Schön, das Loch war am Anfang an der falschen Stelle (Foto oben), weil die Leitungen zu kurz waren. Statt mich zu infoŕmieren, wie man es hätte besser machen können, plante ich, nachdem ich wild entschlossen war, längere Leitungen zu besorgen, nach dem Motto: warum einfach, wenn es auch kompliziert geht?, eine Platte aus der alten Spüle auszuschneiden und mit dieser das Loch zu bedecken. Beim Sichten des Werkzeugs, das sich in meiner Werkstatt nur so stapelt, zweifelte ich daran, dass meine alte Stichsäge das hätte bewältigen können, ja, ich befürchtete, dass sie mir um die Ohren geflogen wäre. Also musste eine Metabo 601100500 Stichsäge her, die im Baumarkt rund 30 Euro mehr kostet als bei dem Anbieter, den ich verlinkt habe. Ich wurde aber ausführlich beraten, auch über das Für und Wider von Kabel oder Akku, und das war es mir wert.

Einfacher geht es natürlich mit einem Blindstopfen, den ich mir beim zweiten Gang zum Baumarkt geholt habe. Da hätte ich auch gleich drauf kommen können, aber mir fiel es nicht ein.

Ich empfehle allen, die so etwas zum ersten Mal machen, so viel wie möglich von dem Plastik, das angeblich etwas zusammenhalten soll, wegzuwerfen und es durch Hochwertigeres zu ersetzen. Bei diesem Spülenschrank habe ich alle Ecken verstärkt, auch passten die Schräublein (Foto 6), die die Spüle auf dem Schrank fixieren sollen, überhaupt nicht, zumal die Holzleiste, die unter der Spüle montiert ist und in die die Schrauben sollen, gefühlt nur einen Millimeter nach innen vorsteht, was naturgemäß nicht genug ist für eine Schraube, die halten soll. Ich habe alles ersetzt.

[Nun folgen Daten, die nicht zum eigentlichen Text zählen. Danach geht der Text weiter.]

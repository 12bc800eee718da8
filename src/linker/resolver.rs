//! Resolution of preserve directives to concrete members.
//!
//! A directive names its target by string. Resolution enumerates the members of the
//! directive's scope type with a matching name, filters them by signature when one is
//! given, and succeeds only if exactly one candidate remains. Lookups go through the
//! graph's [`MemberIndex`](crate::metadata::index::MemberIndex); the graph is never scanned.

use dashmap::DashMap;
use thiserror::Error;

use crate::{
    diagnostics::codes,
    metadata::{
        directive::{DirectiveScope, PreserveDirective},
        graph::EntityGraph,
        signature::normalize_parameter_list,
        token::{TableId, Token},
    },
};

/// Why a directive could not be resolved.
///
/// Resolution failures are not fatal. The marking engine reports them as errors through
/// the diagnostics sink and carries on without the implied dependency.
#[derive(Error, Debug, Clone, PartialEq, Eq)]
pub enum ResolutionError {
    /// No member of the scope matches, or the scope type itself does not exist.
    #[error("Could not resolve preserve target '{target}' in '{scope}'")]
    UnresolvedPreserveTarget {
        /// The directive being resolved
        directive: Token,
        /// Rendered target
        target: String,
        /// Rendered scope
        scope: String,
    },

    /// More than one member of the scope matches.
    #[error(
        "Preserve target '{target}' in '{scope}' is ambiguous between {count} members",
        count = .candidates.len()
    )]
    AmbiguousPreserveTarget {
        /// The directive being resolved
        directive: Token,
        /// Rendered target
        target: String,
        /// Rendered scope
        scope: String,
        /// Every matching member
        candidates: Vec<Token>,
    },
}

impl ResolutionError {
    /// The error code reported for this failure.
    #[must_use]
    pub fn code(&self) -> u32 {
        match self {
            ResolutionError::UnresolvedPreserveTarget { .. } => codes::UNRESOLVED_PRESERVE_TARGET,
            ResolutionError::AmbiguousPreserveTarget { .. } => codes::AMBIGUOUS_PRESERVE_TARGET,
        }
    }

    /// The directive that failed.
    #[must_use]
    pub fn directive(&self) -> Token {
        match self {
            ResolutionError::UnresolvedPreserveTarget { directive, .. }
            | ResolutionError::AmbiguousPreserveTarget { directive, .. } => *directive,
        }
    }
}

/// Resolves directives against one graph.
///
/// Results are memoised per directive. Resolution is a pure function of the graph, so the
/// cache never changes an answer; it only avoids repeating index lookups when the same
/// directive is expanded from several threads.
pub struct PreserveDirectiveResolver<'g> {
    graph: &'g EntityGraph,
    cache: DashMap<Token, Result<Token, ResolutionError>>,
}

impl<'g> PreserveDirectiveResolver<'g> {
    /// Creates a resolver for `graph`.
    #[must_use]
    pub fn new(graph: &'g EntityGraph) -> Self {
        Self {
            graph,
            cache: DashMap::new(),
        }
    }

    /// Resolves a directive to exactly one method or field.
    ///
    /// # Arguments
    ///
    /// * `directive` - The directive to resolve
    ///
    /// # Returns
    ///
    /// The token of the single matching member.
    ///
    /// # Errors
    ///
    /// [`ResolutionError::UnresolvedPreserveTarget`] if nothing matches or the scope type
    /// is unknown, [`ResolutionError::AmbiguousPreserveTarget`] if several members match.
    pub fn resolve(&self, directive: &PreserveDirective) -> Result<Token, ResolutionError> {
        if let Some(cached) = self.cache.get(&directive.token) {
            return cached.value().clone();
        }

        let result = self.resolve_uncached(directive);
        self.cache.insert(directive.token, result.clone());
        result
    }

    fn resolve_uncached(&self, directive: &PreserveDirective) -> Result<Token, ResolutionError> {
        let scope = self.scope_type(directive)?;
        let scope_name = self
            .graph
            .type_def(scope)
            .map_or_else(|| scope.to_string(), |row| row.full_name());

        let candidates: Vec<Token> = self
            .graph
            .member_index()
            .members_named(scope, &directive.target_name)
            .iter()
            .copied()
            .filter(|member| self.signature_matches(*member, directive.signature.as_deref()))
            .collect();

        match candidates.as_slice() {
            [single] => Ok(*single),
            [] => Err(ResolutionError::UnresolvedPreserveTarget {
                directive: directive.token,
                target: directive.target(),
                scope: scope_name,
            }),
            _ => Err(ResolutionError::AmbiguousPreserveTarget {
                directive: directive.token,
                target: directive.target(),
                scope: scope_name,
                candidates,
            }),
        }
    }

    /// The type whose members the directive is looked up in.
    fn scope_type(&self, directive: &PreserveDirective) -> Result<Token, ResolutionError> {
        let unresolved = || ResolutionError::UnresolvedPreserveTarget {
            directive: directive.token,
            target: directive.target(),
            scope: directive.scope.to_string(),
        };

        match &directive.scope {
            DirectiveScope::DeclaringType => match directive.owner.table_id() {
                Some(TableId::TypeDef) => Ok(directive.owner),
                Some(TableId::MethodDef) => self
                    .graph
                    .method(directive.owner)
                    .map(|method| method.declaring_type)
                    .ok_or_else(unresolved),
                _ => Err(unresolved()),
            },
            DirectiveScope::Type(ty) => {
                if self.graph.type_def(*ty).is_some() {
                    Ok(*ty)
                } else {
                    Err(unresolved())
                }
            }
            DirectiveScope::TypeName(name) => match self.graph.member_index().types_named(name) {
                [single] => Ok(*single),
                [] => Err(unresolved()),
                many => Err(ResolutionError::AmbiguousPreserveTarget {
                    directive: directive.token,
                    target: directive.target(),
                    scope: name.clone(),
                    candidates: many.to_vec(),
                }),
            },
        }
    }

    fn signature_matches(&self, member: Token, signature: Option<&str>) -> bool {
        let Some(signature) = signature else {
            return true;
        };

        if let Some(method) = self.graph.method(member) {
            return method.signature.parameter_list() == normalize_parameter_list(signature);
        }
        if let Some(field) = self.graph.field(member) {
            let wanted: String = signature.chars().filter(|c| !c.is_whitespace()).collect();
            return field.type_name == wanted;
        }
        false
    }
}
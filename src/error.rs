use thiserror::Error;

use crate::{
    diagnostics::MessageCategory,
    metadata::token::{TableId, Token},
};

macro_rules! malformed_error {
    // Single string version
    ($msg:expr) => {
        crate::Error::Malformed {
            message: $msg.to_string(),
            file: file!(),
            line: line!(),
        }
    };

    // Format string with arguments version
    ($fmt:expr, $($arg:tt)*) => {
        crate::Error::Malformed {
            message: format!($fmt, $($arg)*),
            file: file!(),
            line: line!(),
        }
    };
}

/// The generic Error type, which provides coverage for all errors this library can potentially
/// return.
///
/// Errors fall into three groups:
///
/// ## Graph Construction Errors
/// - [`Error::Malformed`] - The entity graph handed to the builder is structurally inconsistent
/// - [`Error::DuplicateToken`] - Two rows were registered under the same token
/// - [`Error::EntityNotFound`] - A referenced graph token does not exist
/// - [`Error::WrongEntityKind`] - A reference points at an entity of the wrong table
///
/// ## Contract Violations
/// - [`Error::InvalidMessageCode`] - A diagnostic was constructed with a code outside its category range
///
/// ## Engine Defects
/// - [`Error::DanglingReference`] - Sweep found a surviving entity referencing a removed one
///
/// Directive resolution failures are deliberately **not** part of this enum: they are
/// recoverable, reported through the diagnostics sink, and modelled by
/// [`crate::linker::ResolutionError`].
///
/// # Examples
///
/// ```rust
/// use dottrim::{diagnostics::Message, Error};
///
/// match Message::error("bad", 500, "", None) {
///     Err(Error::InvalidMessageCode { code, .. }) => assert_eq!(code, 500),
///     _ => unreachable!(),
/// }
/// ```
#[derive(Error, Debug)]
pub enum Error {
    /// The entity graph is damaged and could not be frozen.
    ///
    /// Raised by the graph builder when rows contradict each other, e.g. a method listed
    /// by two declaring types. The error includes the source location where the
    /// malformation was detected for debugging purposes.
    #[error("Malformed - {file}:{line}: {message}")]
    Malformed {
        /// The message to be printed for the Malformed error
        message: String,
        /// The source file in which this error occured
        file: &'static str,
        /// The source line in which this error occured
        line: u32,
    },

    /// A row was registered twice under the same token.
    #[error("Duplicate entity token - {0}")]
    DuplicateToken(Token),

    /// A token that should name an entity of the graph does not.
    #[error("Failed to find entity in graph - {0}")]
    EntityNotFound(Token),

    /// A reference names an entity of a different table than required.
    #[error("Token {token} does not reference a {expected} entity")]
    WrongEntityKind {
        /// The offending token
        token: Token,
        /// The table the reference was required to point into
        expected: TableId,
    },

    /// A diagnostic message was constructed with a code outside its category's range.
    ///
    /// Errors use `[1000, 2000]`, warnings use `(2000, 6000]`. This is a programming
    /// contract violation on the caller's side; the value is never clamped.
    #[error("The provided code '{code}' does not fall into the {category} category, which is in the range of {range}")]
    InvalidMessageCode {
        /// Category the caller attempted to create
        category: MessageCategory,
        /// The rejected code
        code: u32,
        /// Human readable description of the valid range
        range: &'static str,
    },

    /// Sweep found a surviving entity that references a removed one.
    ///
    /// This indicates a defect in the marking engine: every dependency of a marked
    /// entity must itself be marked. The sweep is aborted rather than producing an
    /// inconsistent graph.
    #[error("Surviving entity {from} references removed entity {to}")]
    DanglingReference {
        /// The surviving entity holding the reference
        from: Token,
        /// The removed entity it points at
        to: Token,
    },
}
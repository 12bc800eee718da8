//! The fixed point does not depend on scheduling.
//!
//! Worklist order, batch size, parallel discovery and the order of the roots only change
//! how the engine gets there. Marks, instantiated types, dispatched slots and rule firings
//! must come out identical.

use dottrim::{prelude::*, Result};

const OBJECT: Token = Token(0x0100_0001);
const SLOTS: [&str; 2] = ["Run", "Stop"];

/// Builds a deterministic graph with class hierarchies, interfaces, cross calls and
/// directives. Returns the graph and a handful of roots.
fn synthetic_graph(classes: usize) -> Result<(EntityGraph, Vec<Token>)> {
    let mut builder = EntityGraphBuilder::new();
    let interface_count = classes / 8 + 1;

    let mut slots = Vec::with_capacity(interface_count);
    for index in 0..interface_count {
        let iface = builder.add_interface("Synthetic", &format!("IService{index}"));
        let methods: Vec<Token> = SLOTS
            .iter()
            .map(|name| {
                builder.add_method(
                    iface,
                    name,
                    MethodSignature::void(),
                    MethodModifiers::VIRTUAL
                        | MethodModifiers::ABSTRACT
                        | MethodModifiers::NEW_SLOT,
                )
            })
            .collect();
        slots.push((iface, methods));
    }

    let mut types = Vec::with_capacity(classes);
    let mut ctors = Vec::with_capacity(classes);
    let mut works = Vec::with_capacity(classes);
    let mut helpers = Vec::with_capacity(classes);
    let mut fields = Vec::with_capacity(classes);
    for index in 0..classes {
        let ty = builder.add_type("Synthetic", &format!("Node{index}"), TypeAttributes::PUBLIC);
        let root_of_hierarchy = index == 0 || index % 3 == 0;
        builder.set_base(ty, if root_of_hierarchy { OBJECT } else { types[index / 2] })?;

        ctors.push(builder.add_method(
            ty,
            ".ctor",
            MethodSignature::void(),
            MethodModifiers::SPECIAL_NAME | MethodModifiers::RTSPECIAL_NAME,
        ));
        let work_flags = if root_of_hierarchy {
            MethodModifiers::VIRTUAL | MethodModifiers::NEW_SLOT
        } else {
            MethodModifiers::VIRTUAL
        };
        works.push(builder.add_method(ty, "Work", MethodSignature::void(), work_flags));
        helpers.push(builder.add_method(
            ty,
            &format!("Helper{index}"),
            MethodSignature::void(),
            MethodModifiers::STATIC,
        ));
        fields.push(builder.add_field(ty, "state", "System.Int32", None, FieldModifiers::empty()));

        if index % 2 == 1 {
            let (iface, _) = &slots[index % interface_count];
            for name in SLOTS {
                builder.add_method(
                    ty,
                    name,
                    MethodSignature::void(),
                    MethodModifiers::VIRTUAL | MethodModifiers::FINAL | MethodModifiers::NEW_SLOT,
                );
            }
            builder.add_interface_impl(ty, *iface);
        }
        if index % 3 == 1 {
            // ToString overrides a slot outside the graph
            builder.add_method(
                ty,
                "ToString",
                MethodSignature::new("System.String", Vec::<String>::new()),
                MethodModifiers::VIRTUAL,
            );
        }
        types.push(ty);
    }

    for index in 0..classes {
        let mut body = MethodBody::builder()
            .call(helpers[(index * 7 + 3) % classes])
            .field(fields[index])
            .callvirt(works[(index * 3 + 1) % classes]);
        if index % 4 == 0 {
            body = body.newobj(ctors[(index * 5 + 1) % classes]);
        }
        if index % 2 == 0 {
            let (_, methods) = &slots[(index / 2) % interface_count];
            body = body.callvirt(methods[index % SLOTS.len()]);
        }
        builder.set_body(works[index], body.build())?;

        if index % 5 == 0 {
            builder.add_directive(helpers[index], "Work", DirectiveScope::DeclaringType, None);
        }
        if index % 6 == 2 {
            builder.set_body(
                helpers[index],
                MethodBody::builder().newobj(ctors[(index + 4) % classes]).build(),
            )?;
        }
    }

    let program = builder.add_type("Synthetic", "Program", TypeAttributes::PUBLIC);
    let main = builder.add_method(
        program,
        "Main",
        MethodSignature::void(),
        MethodModifiers::STATIC,
    );
    builder.set_body(
        main,
        MethodBody::builder()
            .newobj(ctors[0])
            .callvirt(works[0])
            .call(helpers[1 % classes])
            .build(),
    )?;

    let roots = vec![main, helpers[classes / 2], helpers[classes - 1], works[classes / 3]];
    Ok((builder.build()?, roots))
}

fn run(graph: &EntityGraph, roots: &[Token], config: LinkerConfig) -> Result<MarkResult> {
    MarkingEngine::new(graph, &config).run(roots, &Diagnostics::new(), &NoSuppression)
}

fn assert_same(expected: &MarkResult, actual: &MarkResult, label: &str) {
    assert!(expected.marks().same_marks(actual.marks()), "marks differ for {label}");
    assert_eq!(expected.instantiated(), actual.instantiated(), "instantiated differ for {label}");
    assert_eq!(expected.dispatched(), actual.dispatched(), "dispatched differ for {label}");
    assert_eq!(expected.stats().marked, actual.stats().marked, "counts differ for {label}");
    assert_eq!(expected.stats().firings, actual.stats().firings, "firings differ for {label}");
    assert_eq!(
        expected.stats().dropped_edges,
        actual.stats().dropped_edges,
        "dropped edges differ for {label}"
    );
}

/// Depth first and breadth first reach the same fixed point.
#[test]
fn test_worklist_orders_agree() -> Result<()> {
    let (graph, roots) = synthetic_graph(64)?;

    let lifo = run(&graph, &roots, LinkerConfig::default())?;
    let fifo = run(
        &graph,
        &roots,
        LinkerConfig {
            worklist_order: WorklistOrder::Fifo,
            ..LinkerConfig::default()
        },
    )?;

    assert!(lifo.marks().marked_count() > roots.len());
    assert!(lifo.marks().marked_count() < graph.len());
    assert_same(&lifo, &fifo, "fifo");
    Ok(())
}

/// Parallel discovery agrees with sequential marking for every batch size.
#[test]
fn test_parallel_batches_agree() -> Result<()> {
    let (graph, roots) = synthetic_graph(96)?;
    let sequential = run(&graph, &roots, LinkerConfig::sequential())?;

    for batch_size in [0, 1, 2, 7, 64, 256] {
        for worklist_order in [WorklistOrder::Lifo, WorklistOrder::Fifo] {
            let config = LinkerConfig {
                batch_size,
                worklist_order,
                ..LinkerConfig::parallel()
            };
            let parallel = run(&graph, &roots, config)?;
            assert_same(
                &sequential,
                &parallel,
                &format!("batch size {batch_size}, {worklist_order:?}"),
            );
        }
    }
    Ok(())
}

/// Reordering and repeating roots changes nothing.
#[test]
fn test_root_order_irrelevant() -> Result<()> {
    let (graph, roots) = synthetic_graph(48)?;
    let forward = run(&graph, &roots, LinkerConfig::default())?;

    let mut reversed = roots.clone();
    reversed.reverse();
    assert_same(&forward, &run(&graph, &reversed, LinkerConfig::default())?, "reversed");

    let mut rotated = roots.clone();
    rotated.rotate_left(1);
    assert_same(&forward, &run(&graph, &rotated, LinkerConfig::parallel())?, "rotated");

    let mut repeated = roots.clone();
    repeated.extend_from_slice(&roots);
    assert_same(&forward, &run(&graph, &repeated, LinkerConfig::default())?, "repeated");
    Ok(())
}

/// Reason bookkeeping and verbose output do not influence what is marked.
#[test]
fn test_bookkeeping_is_transparent() -> Result<()> {
    let (graph, roots) = synthetic_graph(40)?;
    let plain = run(
        &graph,
        &roots,
        LinkerConfig {
            record_reasons: false,
            ..LinkerConfig::default()
        },
    )?;
    let verbose = run(
        &graph,
        &roots,
        LinkerConfig {
            verbose: true,
            ..LinkerConfig::default()
        },
    )?;

    assert!(plain.reasons().is_empty());
    assert_eq!(verbose.reasons().len(), verbose.marks().marked_count());
    assert_same(&plain, &verbose, "verbose");
    Ok(())
}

Das größte Problem sind immer die Scharniere der Türen (Foto 7). Wenn man die ins vorgestanzte Loch der Spanplatten-Tür setzt und dann die Schrauben bohrt, muss man millimetergenau arbeiten – und es passt dann garantiert immer noch nicht. Wer sich so ein Patent ausgedacht hat, soll in der Hölle seiner Wahl schmoren: Das Scharnier hat nur eine Schraube, die es hält, und eine zweite, die theoretisch dazu dienen soll, die Sache zu justieren – die zweite muss man hineindrehen, damit das Scharnier weiter absteht. Sehr logisch. Außerdem habe ich eine Stunde verbracht, beide Scharnierteile beider Türen überhaupt verbinden zu können – ein entsetzliches Gefummel. Der erste Versuch (Foto 8) ging – wie erwartet – total schief, obwohl ich so etwas mitnichten zum ersten Mal mache. Zu meinem Entsetzen fiel mir noch ein passender Liedtext aus meiner Jugend ein, den ich hoffte, schon vergessen zu haben. Was will man da machen…

Was ich eigentlich sagen wollte: Exegi monumentum aere perennius – Spülenschrank ist fertig, getestet, Leitungen sind dicht, alles funzt. Sechs Stunden Arbeit.

Übrigens: beim Bloggen hörte ich Tchaikovsky: Piano Concerto nr. 1 – Sofia Vasheruk (piano).